Oh, Sly, you made it so easy to mock. Your attempt at aging gracefully and moving into more "serious" and "character driven" parts having failed miserably - really, who remembers
Copland? - and your last gasp attempts at staying at the top of the action heap having failed even worse - I'll resume having nightmares if I even try to recall the last one of these I saw - you simply faded into obscurity. So when you announced that you were bringing your two most iconic characters back out of mothballs at a time when you were
far too old to play either of them believably the jokes started rolling. Clearly this was the case of an aging celebrity who simply didn't know when to let go.

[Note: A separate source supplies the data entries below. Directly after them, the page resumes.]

pub mod payments;
pub mod wallet;

use crate::health::{check_health, DependencyChecker, ProviderChecker, StoreChecker};
use crate::AppState;
use axum::{extract::State, http::StatusCode, response::IntoResponse, Json};

#[utoipa::path(
    get,
    path = "/health",
    responses(
        (status = 200, description = "Service is healthy or degraded", body = crate::health::HealthResponse),
        (status = 503, description = "Service is unhealthy", body = crate::health::HealthResponse)
    ),
    tag = "Health"
)]
pub async fn health(State(state): State<AppState>) -> impl IntoResponse {
    let checkers: Vec<Box<dyn DependencyChecker>> = vec![
        Box::new(StoreChecker::new(state.store.clone())),
        Box::new(ProviderChecker::new(state.gateway.clone())),
    ];
    let report = check_health(&checkers, state.start_time).await;

    // Return 503 only when a critical dependency is down
    let status_code = if report.status == "unhealthy" {
        StatusCode::SERVICE_UNAVAILABLE
    } else {
        StatusCode::OK
    };

    (status_code, Json(report))
}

Well, we were wrong. All of us.
Rocky Balboa actually succeeded in the apparently impossible task of restoring respectability to the franchise and, dammit, with the new
Rambo film you've gone and made a pure eighties style action picture with all the added benefits of our increased tolerance for on screen blood and superior special effects. Guess in the middle of all the aging meat head jokes we kind of forgot that there's a brain in there too, and one that won an Oscar for writing
Rocky no less ...
Don't get me wrong, here.
Rambo is no
Rocky. Plot is minimal and not only only is there no character development but you know exactly who every one of these people is and what they're going to do from the moment they step on to the screen. Plus you could make a legitimate argument that it's borderline misogynist with
Dexter's
Julie Benz given nothing at all to do but look pretty enough to inspire our hero (at the beginning) then gasp and cower at the carnage all around her while waiting to be saved (at the end). But with both this film and with
Rocky Balboa to not only acknowledge what all the jokesters were saying - that he's not a young man by any means any more - and actually incorporate it into the stories, making both films about his own failure to get on with things as much as they are about anything else.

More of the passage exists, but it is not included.